Fante’s inauspicious beginnings are mirrored by those of his protagonist, Bandini. His father was an immigrant Italian stonemason; his mother Italian American and frustratingly pious. Born in Denver, he survived a childhood shaped by poverty and prejudice, as well as by the sorry clash between his mother’s meekness and his father’s drinking, brawling, gambling and macho posturing. Fante was educated in the local Catholic primary school and a Jesuit secondary school; he considered a career in the priesthood until he began to question Catholic teachings. Thereafter his relationship with his family religion grew more complex and antagonistic.

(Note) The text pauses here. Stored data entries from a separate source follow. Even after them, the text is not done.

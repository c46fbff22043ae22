// SPDX-License-Identifier: MIT OR Apache-2.0

#![forbid(unsafe_code)]

use crate::events::extract_events;
use idl_core::{Event, IdealizeError, sampling_interval};
use rand::Rng;

/// Fraction of one sampling interval by which an event may fall short of the
/// resolution and still count as resolved.
pub const RESOLUTION_SLACK: f64 = 1.0e-6;

/// Result of [`apply_resolution`].
#[derive(Clone, Debug, PartialEq)]
pub struct ResolutionOutcome {
    pub idealization: Vec<f64>,
    pub events: Vec<Event>,
    pub merges: usize,
    pub warnings: Vec<String>,
}

/// Merges every event shorter than `resolution` into a neighbour.
///
/// The shortest offending event goes first. It merges into its right-hand
/// neighbour when it is the first event or when a fair coin drawn from `rng`
/// says so, otherwise into its left-hand neighbour; the last event always
/// merges left. The neighbour keeps its amplitude. Equal-amplitude neighbours
/// created by a merge are fused.
pub fn apply_resolution<R: Rng + ?Sized>(
    idealization: &[f64],
    time: &[f64],
    resolution: f64,
    rng: &mut R,
) -> Result<ResolutionOutcome, IdealizeError> {
    if !resolution.is_finite() {
        return Err(IdealizeError::invalid_input(format!(
            "resolution must be finite; got {resolution}"
        )));
    }

    let mut events = extract_events(idealization, time)?;
    let mut idealization = idealization.to_vec();
    let mut warnings = Vec::new();
    let mut merges = 0;

    if resolution <= 0.0 {
        return Ok(ResolutionOutcome {
            idealization,
            events,
            merges,
            warnings,
        });
    }

    let dt = sampling_interval(time);
    let limit = resolution - RESOLUTION_SLACK * dt;

    while events.len() > 1 {
        let Some(shortest) = shortest_violation(&events, limit) else {
            break;
        };

        let last = events.len() - 1;
        let into_right = shortest != last && (shortest == 0 || rng.gen_bool(0.5));
        let survivor = if into_right { shortest + 1 } else { shortest - 1 };

        let absorbed = events[shortest];
        idealization[absorbed.start_index..=absorbed.end_index].fill(events[survivor].amplitude);
        absorb(&mut events[survivor], &absorbed, dt);
        events.remove(shortest);
        merges += 1;

        let survivor = if into_right { shortest } else { shortest - 1 };
        coalesce_around(&mut events, survivor, dt);
    }

    if events.len() == 1 && events[0].duration < limit {
        let message = format!(
            "resolution {resolution} not enforced: the whole trace is a single event of duration {}",
            events[0].duration
        );
        tracing::warn!(resolution, duration = events[0].duration, "{message}");
        warnings.push(message);
    }

    Ok(ResolutionOutcome {
        idealization,
        events,
        merges,
        warnings,
    })
}

/// First event with the smallest duration below `limit`.
fn shortest_violation(events: &[Event], limit: f64) -> Option<usize> {
    let mut best: Option<(usize, f64)> = None;
    for (idx, event) in events.iter().enumerate() {
        if event.duration >= limit {
            continue;
        }
        if best.is_none_or(|(_, duration)| event.duration < duration) {
            best = Some((idx, event.duration));
        }
    }
    best.map(|(idx, _)| idx)
}

/// Extends `survivor` over `absorbed`; the duration is re-derived from the
/// new bounds so it matches a fresh extraction exactly.
fn absorb(survivor: &mut Event, absorbed: &Event, dt: f64) {
    if absorbed.start_index < survivor.start_index {
        survivor.start_index = absorbed.start_index;
        survivor.t_start = absorbed.t_start;
    }
    if absorbed.end_index > survivor.end_index {
        survivor.end_index = absorbed.end_index;
        survivor.t_end = absorbed.t_end;
    }
    survivor.duration = survivor.t_end - survivor.t_start + dt;
}

/// Fuses `events[idx]` with any neighbour of the same amplitude.
fn coalesce_around(events: &mut Vec<Event>, idx: usize, dt: f64) {
    let mut idx = idx;
    if idx > 0 && events[idx - 1].amplitude == events[idx].amplitude {
        let right = events.remove(idx);
        absorb(&mut events[idx - 1], &right, dt);
        idx -= 1;
    }
    if idx + 1 < events.len() && events[idx + 1].amplitude == events[idx].amplitude {
        let right = events.remove(idx + 1);
        absorb(&mut events[idx], &right, dt);
    }
}
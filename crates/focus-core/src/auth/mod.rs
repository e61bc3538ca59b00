//! Sign-in and registration request flows.
//!
//! One submission runs validate → dispatch → interpret → handle. Both flows
//! share the same orchestration routine in [`flow`]; what differs between
//! them lives in their static [`FlowSpec`].

pub mod dispatch;
pub mod flow;
pub mod interpret;
pub mod outcome;
pub mod spec;
pub mod state;
pub mod types;
pub mod validate;

pub use dispatch::{DispatchError, HttpTransport, REQUEST_TIMEOUT, Transport, TransportError};
pub use flow::{AuthClient, AuthForm, Submission};
pub use interpret::interpret;
pub use outcome::{Handled, Notice, Presenter, handle_outcome};
pub use spec::{FlowKind, FlowSpec, REGISTER, Route, SIGN_IN, StatusRule, StatusTable, SuccessAction};
pub use state::{InFlight, RequestState};
pub use types::{
    Credentials, Failure, FailureKind, Outcome, ParsedBody, RawResponse, RegisterPayload,
    RegistrationRequest, SignInPayload, UserProfile,
};
pub use validate::ValidationError;
//! Turns an [`Outcome`] into user-visible effects.

use std::future::Future;

use tokio_util::sync::CancellationToken;
use tracing::{info, warn};

use super::spec::{FlowSpec, Route, SuccessAction};
use super::types::{FailureKind, Outcome};

/// A titled message for the user.
#[derive(Debug, Clone, PartialEq, Eq)]
pub struct Notice {
    pub title: String,
    pub message: String,
}

impl Notice {
    pub fn new(title: impl Into<String>, message: impl Into<String>) -> Self {
        Self {
            title: title.into(),
            message: message.into(),
        }
    }
}

/// The UI side of a flow: message display and navigation.
pub trait Presenter {
    /// Called once the request is about to be sent.
    fn show_busy(&mut self, label: &str);

    fn show_notice(&mut self, notice: &Notice);

    /// Shows `notice` and resolves when the user dismisses it.
    fn acknowledge(&mut self, notice: &Notice) -> impl Future<Output = anyhow::Result<()>>;

    fn navigate(&mut self, route: Route);
}

/// Builds the notice for a failed outcome.
///
/// Timeout and unreachable messages name `base_url`; the others show the
/// classified message verbatim.
pub fn failure_notice(spec: &FlowSpec, kind: FailureKind, message: &str, base_url: &str) -> Notice {
    match kind {
        FailureKind::Timeout => Notice::new(spec.connection_title, (spec.timeout_message)(base_url)),
        FailureKind::Unreachable => {
            Notice::new(spec.connection_title, (spec.unreachable_message)(base_url))
        }
        FailureKind::MalformedResponse => Notice::new(spec.malformed_title, message),
        FailureKind::Rejected => Notice::new(spec.rejected_title, message),
    }
}

/// How [`handle_outcome`] ended.
#[derive(Debug, Clone, Copy, PartialEq, Eq)]
pub enum Handled {
    Done,
    /// `cancel` fired while waiting on the user; nothing was navigated.
    Cancelled,
}

/// Applies `outcome` for the flow described by `spec`.
///
/// Sign-in navigates on success right away; registration navigates only
/// after the acknowledgement is dismissed. A pending acknowledgement is
/// abandoned when `cancel` fires. Clearing the loading flag is the
/// caller's job.
pub async fn handle_outcome<P: Presenter>(
    outcome: &Outcome,
    spec: &FlowSpec,
    base_url: &str,
    presenter: &mut P,
    cancel: &CancellationToken,
) -> Handled {
    match outcome {
        Outcome::Success(_) => match spec.on_success {
            SuccessAction::Navigate(route) => {
                info!(flow = %spec.kind, %route, "navigating");
                presenter.navigate(route);
            }
            SuccessAction::AcknowledgeThenNavigate {
                title,
                message,
                route,
            } => {
                let notice = Notice::new(title, message);
                let dismissed = tokio::select! {
                    biased;
                    () = cancel.cancelled() => {
                        info!(flow = %spec.kind, "cancelled while awaiting acknowledgement");
                        return Handled::Cancelled;
                    }
                    result = presenter.acknowledge(&notice) => result,
                };
                match dismissed {
                    Ok(()) => {
                        info!(flow = %spec.kind, %route, "acknowledged, navigating");
                        presenter.navigate(route);
                    }
                    Err(err) => {
                        warn!(flow = %spec.kind, error = %err, "acknowledgement not dismissed");
                    }
                }
            }
        },
        Outcome::Failure(failure) => {
            presenter.show_notice(&failure_notice(
                spec,
                failure.kind,
                &failure.message,
                base_url,
            ));
        }
    }
    Handled::Done
}
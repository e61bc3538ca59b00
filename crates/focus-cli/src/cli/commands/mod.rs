//! CLI command handlers.

pub mod auth;
pub mod config;
//! Per-flow loading flag.

use std::cell::Cell;

/// Transient UI state for one flow. Owned by the caller and lent to each
/// submission; `loading` is true exactly while a request is in flight.
#[derive(Debug, Default)]
pub struct RequestState {
    loading: Cell<bool>,
}

impl RequestState {
    pub fn new() -> Self {
        Self::default()
    }

    pub fn is_loading(&self) -> bool {
        self.loading.get()
    }

    /// Marks the flow busy. Returns `None` if it already is.
    ///
    /// The flag is cleared when the returned guard drops.
    pub fn begin(&self) -> Option<InFlight<'_>> {
        if self.loading.replace(true) {
            return None;
        }
        Some(InFlight { state: self })
    }
}

/// Clears the loading flag on drop.
#[derive(Debug)]
#[must_use = "dropping the guard clears the loading flag immediately"]
pub struct InFlight<'a> {
    state: &'a RequestState,
}

impl Drop for InFlight<'_> {
    fn drop(&mut self) {
        self.state.loading.set(false);
    }
}
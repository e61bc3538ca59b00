//! Config command handlers.

use anyhow::{Context, Result};
use focus_core::config;

pub fn path() -> Result<()> {
    println!("{}", config::paths::config_path()?.display());
    Ok(())
}

pub fn init() -> Result<()> {
    let config_path = config::paths::config_path()?;
    config::Config::init(&config_path)
        .with_context(|| format!("init config at {}", config_path.display()))?;
    println!("Created config at {}", config_path.display());
    Ok(())
}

Though he dropped out of the University of Colorado at 18, he had, according to Stephen Cooper, already shown some talent for writing. He spent his nights drinking and carousing; by day Fante became something of an autodidact, reading avidly in literature and philosophy and becoming obsessed with Nietzsche. He also discovered the American Mercury and was so inspired by the ironic social commentary of its editor, H.L. Mencken, that he wrote to Mencken expressing his great satisfaction with the critic’s views.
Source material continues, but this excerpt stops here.